Rich-poor rifts stall progress at UN climate talks

World

By Gerard Wynn

BONN, Germany, May 31

UN climate talks opened on Monday, exposing familiar rifts between rich and poor countries which delegates said were likely to delay a re-start of formal negotiations.

The 185-nation Bonn conference, which will run until June 11, is the biggest international meeting on climate change since a summit last December in Copenhagen failed to agree a new pact.

Several countries said they could not give a green light to formal negotiations on a new text published in mid-May and which outlines a huge range of options for fighting climate change.

The Copenhagen summit last year struggled to overcome suspicion on how to share global effort to curb greenhouse gases under a new deal to succeed the Kyoto Protocol after 2012.

On Monday differences re-emerged when a clutch of Latin American countries said they could not start negotiations on the new text.

The United States said it did not think the new text was intended as a basis for negotiations and South Africa said the document put too much burden on developing countries.

The Latin American group including Bolivia, Venezuela and Cuba said on Monday that the new text placed too much emphasis on the Copenhagen accord, which they opposed in December.

"The chair has prioritised the Copenhagen Accord," said Rene Gonzalo Orellana Halkyer, a member of the Bolivian delegation, speaking on the sidelines of the talks in Bonn.

Bolivia also wanted tougher targets, for example to return atmospheric greenhouse gases to a level far below where they are already, he added.

The Copenhagen Accord seeks to limit a rise in average world temperatures to below 2 degrees Celsius (3.6 F) over pre-industrial times but does not spell out how.

Margaret Mukahanana-Sangarwe of Zimbabwe chairs the U.N. talks on forging agreement on global action and is expected to release a revised version next weekend, delegates said.

First Step

The United States said it believed Mukahanana-Sangarwe's text was not intended to be the basis of negotiations.

"Our view is that the text is Margaret's effort to elicit views so she can develop a formal negotiating text," said Jonathan Pershing, head of the U.S. delegation. "It's a constructive next step."

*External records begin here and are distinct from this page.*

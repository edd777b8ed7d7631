use eframe::egui::Color32;
use palette::{Hsl, IntoColor, LinSrgb, Mix, Srgb};

// ---------------------------------------------------------------------------
// Categorical palette
// ---------------------------------------------------------------------------

/// Generates `n` visually distinct colours using evenly spaced hues.
pub fn generate_palette(n: usize) -> Vec<Color32> {
    if n == 0 {
        return Vec::new();
    }
    (0..n)
        .map(|i| {
            let hue = (i as f32 / n as f32) * 360.0;
            let hsl = Hsl::new(hue, 0.65, 0.55);
            let rgb: Srgb = hsl.into_color();
            to_color32(rgb)
        })
        .collect()
}

fn to_color32(rgb: Srgb) -> Color32 {
    let rgb: Srgb<u8> = rgb.into_format();
    Color32::from_rgb(rgb.red, rgb.green, rgb.blue)
}

// ---------------------------------------------------------------------------
// Diverging scale for heatmaps
// ---------------------------------------------------------------------------

/// Blue → white → red colour scale over `[min, max]`.
#[derive(Debug, Clone, Copy, PartialEq)]
pub struct DivergingScale {
    pub min: f64,
    pub max: f64,
}

impl DivergingScale {
    pub fn new(min: f64, max: f64) -> Self {
        Self { min, max }
    }

    /// Scale spanning the finite values in `values`; `[-1, 1]` if there are none.
    pub fn fitted(values: impl IntoIterator<Item = f64>) -> Self {
        let (min, max) = values
            .into_iter()
            .filter(|v| v.is_finite())
            .fold((f64::INFINITY, f64::NEG_INFINITY), |(lo, hi), v| {
                (lo.min(v), hi.max(v))
            });
        if min > max {
            Self::new(-1.0, 1.0)
        } else {
            Self::new(min, max)
        }
    }

    /// Position of `value` on the scale in `[0, 1]`; `None` for NaN.
    pub fn position(&self, value: f64) -> Option<f64> {
        if value.is_nan() {
            return None;
        }
        let span = self.max - self.min;
        if span.abs() < f64::EPSILON {
            return Some(0.5);
        }
        Some(((value - self.min) / span).clamp(0.0, 1.0))
    }

    /// Colour for `value`. NaN cells are grey.
    pub fn color_for(&self, value: f64) -> Color32 {
        let Some(t) = self.position(value) else {
            return Color32::GRAY;
        };
        let cold: LinSrgb = Srgb::new(0.23f32, 0.30, 0.75).into_linear();
        let mid: LinSrgb = Srgb::new(0.97f32, 0.97, 0.97).into_linear();
        let hot: LinSrgb = Srgb::new(0.71f32, 0.02, 0.15).into_linear();
        let t = t as f32;
        let lin = if t < 0.5 {
            cold.mix(mid, t * 2.0)
        } else {
            mid.mix(hot, (t - 0.5) * 2.0)
        };
        to_color32(Srgb::from_linear(lin))
    }
}

/// Black or white, whichever reads better on `background`.
pub fn text_color_on(background: Color32) -> Color32 {
    let [r, g, b, _] = background.to_array();
    let luma = 0.299 * r as f32 + 0.587 * g as f32 + 0.114 * b as f32;
    if luma > 140.0 {
        Color32::BLACK
    } else {
        Color32::WHITE
    }
}

#[cfg(test)]
mod tests {
    use super::*;

    #[test]
    fn test_palette_size() {
        assert!(generate_palette(0).is_empty());
        let colors = generate_palette(4);
        assert_eq!(colors.len(), 4);
        assert_ne!(colors[0], colors[2]);
    }

    #[test]
    fn test_diverging_endpoints() {
        let scale = DivergingScale::new(-1.0, 1.0);
        assert_eq!(scale.position(-1.0), Some(0.0));
        assert_eq!(scale.position(0.0), Some(0.5));
        assert_eq!(scale.position(3.0), Some(1.0));
        assert_eq!(scale.position(f64::NAN), None);

        let cold = scale.color_for(-1.0);
        let hot = scale.color_for(1.0);
        assert!(cold.b() > cold.r());
        assert!(hot.r() > hot.b());
        assert_eq!(scale.color_for(f64::NAN), Color32::GRAY);
    }

    #[test]
    fn test_fitted_scale_ignores_nan() {
        let scale = DivergingScale::fitted([0.2, f64::NAN, -0.4, 1.0]);
        assert_eq!(scale, DivergingScale::new(-0.4, 1.0));
        assert_eq!(DivergingScale::fitted([f64::NAN]), DivergingScale::new(-1.0, 1.0));
    }

    #[test]
    fn test_text_contrast() {
        assert_eq!(text_color_on(Color32::WHITE), Color32::BLACK);
        assert_eq!(text_color_on(Color32::from_rgb(20, 20, 90)), Color32::WHITE);
    }
}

It remained to be seen whether countries can start negotiations on a revised text in the next two weeks, he told Reuters.

The head of the South African delegation, Alf Wills, said the new text focused too far on cuts in greenhouse gas emissions by developing countries.

"It's completely unbalanced in that respect," he said.

However Karsten Sach, head of Germany's delegation, said: "We think it is a basis for negotiation."

An additional, specific gap to be addressed at the Bonn talks was whether or not developed countries should be allowed to exclude from their national greenhouse gases carbon emissions from chopping trees to produce renewable energy.

That rule, allowed under the existing Kyoto Protocol, would represent "fraudulent accounting", said the head of Papua New Guinea's delegation, Kevin Conrad.